I broke out the heavy suits, hoods, gloves and went to check out the underwater flora and fauna. Lots of kelp, shellfish, and rocks. Reaching down to pick up a cockle shell out of pile, I was startled to see a large monochromatic iris dilate to look at me. The octopus poofed out his skin to make it look spiky and changed from brown to orange. It did the job, and I backed off. In an hour of snorkeling I had seen five of them. I love calamari and liked octopus when I’ve had it before, but I can’t bring myself to catch (read: impale on a harpoon) any of them. I’ve read accounts of them sneaking out of their tanks in captivity to eat fish in other tanks at night, then pop back into their tank and look innocently out in the morning. There’s also account of them ripping the stinging tentacles off jellyfish and using them to hunt their own prey. Don’t just take my word for it, check out Inky’s story. That kind of smarts deserves a pass. Plus they’re scary looking.

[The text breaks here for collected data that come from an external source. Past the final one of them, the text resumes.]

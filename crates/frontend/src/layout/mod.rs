pub mod center;
pub mod global_context;
pub mod left;
pub mod modal_service;
pub mod tabs;
pub mod top_header;

pub use modal_service::{ModalRenderer, ModalService};

use leptos::prelude::*;
use top_header::TopHeader;

/// Main application shell.
///
/// Layout structure:
/// ```text
/// +------------------------------+
/// |          TopHeader           |
/// +------------------------------+
/// |  Sidebar  |     Content      |
/// |   (Left)  |    (Center)      |
/// +------------------------------+
/// ```
#[component]
pub fn Shell<L, C>(left: L, center: C) -> impl IntoView
where
    L: Fn() -> AnyView + 'static + Send,
    C: Fn() -> AnyView + 'static + Send,
{
    view! {
        <div class="app-layout">
            <TopHeader />

            <div class="app-body">
                // Left sidebar - uses ctx.left_open for visibility
                <left::Left>
                    {left()}
                </left::Left>

                <div class="app-main">
                    <center::Center>
                        {center()}
                    </center::Center>
                </div>
            </div>

            // Blocking alerts above everything else
            <ModalRenderer />
        </div>
    }
}
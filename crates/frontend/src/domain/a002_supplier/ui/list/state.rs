use leptos::prelude::*;

#[derive(Clone, Debug, Default, PartialEq)]
pub struct SupplierListState {
    pub search: String,
}

pub fn create_state() -> RwSignal<SupplierListState> {
    RwSignal::new(SupplierListState::default())
}
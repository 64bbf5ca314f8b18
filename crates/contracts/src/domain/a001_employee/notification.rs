use crate::shared::mailto::MailDraft;

pub const DEFAULT_MANAGER_EMAIL: &str = "employeeManager@gmail.com";

/// Draft telling the employee manager that a report was produced.
pub fn report_generated(manager_email: &str) -> MailDraft {
    MailDraft::new(
        manager_email,
        "Employee Report Generated",
        "Dear Employee Manager,\n\nThe employee report has been generated.\n\nBest regards,\nYour Company",
    )
}

#[cfg(test)]
mod tests {
    use super::*;

    #[test]
    fn test_report_generated_uri() {
        let uri = report_generated(DEFAULT_MANAGER_EMAIL).to_mailto_uri();
        assert!(uri.starts_with("mailto:employeeManager%40gmail.com?subject=Employee%20Report%20Generated&body="));
        assert!(uri.contains("Dear%20Employee%20Manager%2C%0A%0A"));
    }
}
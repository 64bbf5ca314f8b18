//! Client-side free-text search over fetched records.

/// Trait для типов данных, поддерживающих поиск
pub trait Searchable {
    /// String form of every field value of the record, ids included
    fn search_values(&self) -> Vec<String>;

    /// Case-insensitive substring match against any field.
    /// `query_lower` must already be lowercased.
    fn matches_query(&self, query_lower: &str) -> bool {
        self.search_values()
            .iter()
            .any(|value| value.to_lowercase().contains(query_lower))
    }
}

/// Фильтрует список по поисковому запросу
///
/// An empty query keeps everything in the original order. Any other query
/// (whitespace included) keeps the records that contain it in at least one
/// field, preserving order.
pub fn filter_records<T: Searchable + Clone>(items: &[T], query: &str) -> Vec<T> {
    if query.is_empty() {
        return items.to_vec();
    }

    let query_lower = query.to_lowercase();
    items
        .iter()
        .filter(|item| item.matches_query(&query_lower))
        .cloned()
        .collect()
}

#[cfg(test)]
mod tests {
    use super::*;

    #[derive(Clone, Debug, PartialEq)]
    struct Row {
        id: u32,
        name: &'static str,
        city: &'static str,
    }

    impl Searchable for Row {
        fn search_values(&self) -> Vec<String> {
            vec![self.id.to_string(), self.name.to_string(), self.city.to_string()]
        }
    }

    fn rows() -> Vec<Row> {
        vec![
            Row { id: 1, name: "Nimal Perera", city: "Gampaha" },
            Row { id: 2, name: "Kumari Silva", city: "Colombo" },
            Row { id: 12, name: "Ruwan", city: "Kandy" },
        ]
    }

    #[test]
    fn test_empty_query_keeps_everything_in_order() {
        assert_eq!(filter_records(&rows(), ""), rows());
    }

    #[test]
    fn test_case_insensitive_match_on_any_field() {
        let found = filter_records(&rows(), "GAMPAHA");
        assert_eq!(found.len(), 1);
        assert_eq!(found[0].id, 1);

        let found = filter_records(&rows(), "silva");
        assert_eq!(found[0].name, "Kumari Silva");
    }

    #[test]
    fn test_numeric_fields_are_searched_as_text() {
        let ids: Vec<u32> = filter_records(&rows(), "1").iter().map(|r| r.id).collect();
        assert_eq!(ids, vec![1, 12]);
    }

    #[test]
    fn test_every_retained_row_contains_query() {
        let all = rows();
        for query in ["a", "an", "o", "er", " ", "xyz"] {
            let found = filter_records(&all, query);
            assert!(found.len() <= all.len());
            for row in &found {
                assert!(row.matches_query(&query.to_lowercase()));
                assert!(all.contains(row));
            }
        }
        assert!(filter_records(&all, "xyz").is_empty());
    }
}
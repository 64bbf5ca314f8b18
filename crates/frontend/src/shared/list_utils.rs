//! Утилиты для списков: строка поиска
use leptos::prelude::*;

/// Строка поиска без debounce: `on_change` вызывается на каждое нажатие
#[component]
pub fn SearchInput(
    /// Текущее значение фильтра
    #[prop(into)]
    value: Signal<String>,
    /// Callback для обновления значения фильтра
    #[prop(into)]
    on_change: Callback<String>,
    /// Placeholder текст
    #[prop(optional, into)]
    placeholder: String,
) -> impl IntoView {
    let placeholder = if placeholder.is_empty() {
        "Search...".to_string()
    } else {
        placeholder
    };

    let is_filter_active = move || !value.get().is_empty();

    let clear_filter = move |_| on_change.run(String::new());

    view! {
        <div style="position: relative; display: inline-flex; align-items: center;">
            <input
                type="text"
                placeholder=placeholder
                style=move || format!(
                    "width: 280px; padding: 6px 32px 6px 10px; border: 1px solid #ddd; border-radius: 4px; font-size: 15px; background: {};",
                    if is_filter_active() { "#fffbea" } else { "white" }
                )
                prop:value=move || value.get()
                on:input=move |ev| on_change.run(event_target_value(&ev))
            />
            <Show when=is_filter_active>
                <button
                    style="position: absolute; right: 6px; background: none; border: none; cursor: pointer; padding: 4px; display: inline-flex; align-items: center; color: #666; line-height: 1;"
                    on:click=clear_filter
                    title="Clear"
                >
                    {crate::shared::icons::icon("x")}
                </button>
            </Show>
        </div>
    }
}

The cold water and warming summer air make for some great fog banks in the mornings. As we sailed three more miles over to Urupukapuka we ran the radar looking for other boats in the mist. Fabulous hiking and a great name? What’s not to like about Urupukapuka?
Another thing to love is the scallop beds! In an hour of free diving I gathered a dozen scallops and five green-lipped mussels. They lie in shallow depressions on the bottom with a light covering of silt for camouflage. It’s not too hard to see and pick them up, but they are wilily and open and close rapidly to jump out of your hand and then can actually swim away from you with jets of water! Cleaning them isn’t difficult, though it’s off-putting to have the ones awaiting shucking start clapping and spitting water out of the bucket. “Let me out!” Alas, ’twas not to be. There was ‘streaky bacon’ in the fridge, waiting to be wrapped around the scallops like an octopus tentacle around an unsuspecting wader’s ankle. Into the oven with ye!
We’re out of the Bay of Islands to run down the coast towards Whangarei as soon as we stop feeling like beached whales and can stand again!